When my Dad once told me that he could never have an office job, I didn’t really understand him. Of course, I knew literally what he meant; that he would find that environment stifling and unfulfilling. But figuring out what that truly meant to him took time. It involved my dad’s own efforts to imbue in me his understanding of the countryside. Endless walks with him pointing out the seeds leaves and trees that lined my small world; the farm where we lived. Treading the contents of the farm tracks back through the kitchen door to my grandmother’s dismay.
My dad is a farmer, but first and foremost he is a gardener. For him working outside has always been more than a job. It’s been a way of life and lately, a way to help people. I found this outlook running through the words of The Little Gardener, the beautifully illustrated children’s book by Emily Hughes. Hughes’ little gardener has a similar reverence for the importance of the garden, “This was the garden. It didn’t look like much but it meant everything to his gardener. It was his home. It was his supper. It was his joy.” Except my dad’s joy isn’t just his. By tending other people’s gardens who are often unable to do so themselves due to old age or illness, he gives them some of their joy back. Sitting in the sunshine, when then can, in their well loved garden brings back a feeling of love and pride that is hard to sustain elsewhere.
But I feel I’m in danger of romanticising my dad’s life and work. The work is very hard. His weathered hands are carved with lines and roughened with the ritual removal of bits of thorn and twigs at the end of each day. These hands speak for themselves and the hard effort he expends. But they bring great rewards.
With the end of March, the season of spring and new growth, this is no time for reflection for a gardener.

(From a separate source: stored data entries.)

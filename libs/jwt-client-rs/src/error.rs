use jwt_client_types::ErrorCode;
use thiserror::Error;

use crate::transport::TransportError;

/// Capability to build the error type a client reports to its callers.
///
/// Every failure of a client, from configuration to upstream responses, is
/// constructed through its kind, so callers match on one error type and
/// branch on `code`/`message`.
pub trait ErrorKind: Send + Sync + 'static {
    type Error: std::error::Error + Send + Sync + 'static;

    /// Name of the error type, identifying the kind to callers.
    fn name(&self) -> &str;

    fn construct(&self, code: ErrorCode, message: String) -> Self::Error;
}

/// Error produced by [`DefaultErrorKind`].
#[derive(Debug, Clone, PartialEq, Eq, Error)]
#[error("{code}: {message}")]
pub struct JwtClientError {
    pub code: ErrorCode,
    pub message: String,
}

impl JwtClientError {
    pub fn code(&self) -> &ErrorCode {
        &self.code
    }

    pub fn message(&self) -> &str {
        &self.message
    }
}

#[derive(Debug, Clone, Copy, Default)]
pub struct DefaultErrorKind;

impl ErrorKind for DefaultErrorKind {
    type Error = JwtClientError;

    fn name(&self) -> &str {
        "JwtClientError"
    }

    fn construct(&self, code: ErrorCode, message: String) -> JwtClientError {
        JwtClientError { code, message }
    }
}

/// Input of the error classifier.
///
/// `Client` holds an error this client already produced; it is passed
/// through untouched.
#[derive(Debug)]
pub enum RequestFailure<E> {
    Client(E),
    Transport(TransportError),
}

impl<E> From<TransportError> for RequestFailure<E> {
    fn from(error: TransportError) -> Self {
        RequestFailure::Transport(error)
    }
}

/// Messages of errors the client produces itself.
pub(crate) mod codes {
    pub const ENOSERVICESECRET: &str = "ENOSERVICESECRET";
    pub const ENOSERVICETOKEN: &str = "ENOSERVICETOKEN";
    pub const ENOSERVICESLUG: &str = "ENOSERVICESLUG";
    pub const ENOMICROSERVICEURL: &str = "ENOMICROSERVICEURL";
    pub const EINVALIDPAYLOAD: &str = "EINVALIDPAYLOAD";
    pub const EMISSINGPATHPARAM: &str = "EMISSINGPATHPARAM";
    pub const ETOKENSIGN: &str = "ETOKENSIGN";
    pub const EUNSPECIFIED: &str = "EUNSPECIFIED";
    pub const ENOERROR: &str = "ENOERROR";
}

My dad is too busy waking up his gardens after a long winter. But I’ve been reflecting on what his gardening can teach me. Sadly some of his more practical messages haven’t come through exactly as he might have hoped. I’m known as the plant murderer in my house. Full of enthusiasm but lethally haphazard with my plant nursing skills. I’ve had several casualties including a succulent, known for their indestructible nature and most recently a decapitated cactus.
Maybe it’s because of this ineptitude that I’ve been drawn to some of the more abstract values his gardening can teach me, particularly about my own creative process. It seems I’m not the only one to make the same comparison. Janna Malamud Smith, in her exploration of the creative life, writes of her realisation of the nature of creative thinking after watching her mother tend her garden, ‘I posit that life is better when you possess a sustaining practice that holds our desire, demands your attention, and requires effort; a plot of ground that gratifies the wish to labour and create – and, by so doing, to rule over an imagined world of your own.’ My dad’s garden isn’t imaginary but I hope to be able to grow something tangible, writing or art, that is made with the same love and attention. My dad’s commitment and patience to his craft is something I would like to cultivate myself.